Produce again, without any change, the lines running from the one with "pub fn num_parameters(&self)" through the final line of the data below, and only those.

(Record set begins)

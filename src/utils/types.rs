use ndarray::{Array2, ArrayView2};

use crate::model::ModelError;

/// A sequence as it crosses the public boundary: `seq_len` rows of `d_model` values.
pub type Sequence = Vec<Vec<f64>>;

/// Packs rows into a `(seq_len, d_model)` matrix.
///
/// Every row must have exactly `d_model` elements; the first offending row is
/// reported and nothing is allocated for the output.
pub fn sequence_to_array(rows: &[Vec<f64>], d_model: usize) -> Result<Array2<f64>, ModelError> {
    if let Some((i, row)) = rows.iter().enumerate().find(|(_, row)| row.len() != d_model) {
        return Err(ModelError::row_length(i, d_model, row.len()));
    }

    let flat: Vec<f64> = rows.iter().flatten().copied().collect();
    Array2::from_shape_vec((rows.len(), d_model), flat)
        .map_err(|e| ModelError::ShapeMismatch(e.to_string()))
}

/// Unpacks a matrix back into owned rows.
pub fn array_to_sequence(array: ArrayView2<f64>) -> Sequence {
    array.rows().into_iter().map(|row| row.to_vec()).collect()
}
//! Attention mechanisms
mod attention;
pub use attention::Attention;

mod dot_product;
pub use dot_product::DotProductAttention;
//! Encoder layer built from the attention pass and the activation
mod layer;

pub use layer::EncoderLayer;
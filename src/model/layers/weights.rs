use ndarray::Array2;

/// Query, key and value buffers of an encoder layer.
///
/// The buffers are `d_model × d_model` and constant-filled at construction.
/// Attention scores are computed from the raw input rows, so nothing reads
/// these matrices after they are allocated.
#[derive(Debug, Clone)]
pub struct AttentionWeights {
    pub query: Array2<f64>,
    pub key: Array2<f64>,
    pub value: Array2<f64>,
}

impl AttentionWeights {
    pub fn constant(d_model: usize, fill: f64) -> Self {
        Self {
            query: Array2::from_elem((d_model, d_model), fill),
            key: Array2::from_elem((d_model, d_model), fill),
            value: Array2::from_elem((d_model, d_model), fill),
        }
    }

    /// Total number of scalars held across the three buffers
    pub fn num_parameters(&self) -> usize {
        self.query.len() + self.key.len() + self.value.len()
    }
}

#[cfg(test)]
mod tests {
    use super::*;

    #[test]
    fn test_constant_shapes_and_fill() {
        let weights = AttentionWeights::constant(3, 0.1);

        for matrix in [&weights.query, &weights.key, &weights.value] {
            assert_eq!(matrix.dim(), (3, 3));
            assert!(matrix.iter().all(|&w| w == 0.1));
        }
        assert_eq!(weights.num_parameters(), 27);
    }
}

(Record set ends)

# [Solution for this task]
    pub fn num_parameters(&self) -> usize {
        self.query.len() + self.key.len() + self.value.len()
    }
}

#[cfg(test)]
mod tests {
    use super::*;

    #[test]
    fn test_constant_shapes_and_fill() {
        let weights = AttentionWeights::constant(3, 0.1);

        for matrix in [&weights.query, &weights.key, &weights.value] {
            assert_eq!(matrix.dim(), (3, 3));
            assert!(matrix.iter().all(|&w| w == 0.1));
        }
        assert_eq!(weights.num_parameters(), 27);
    }
}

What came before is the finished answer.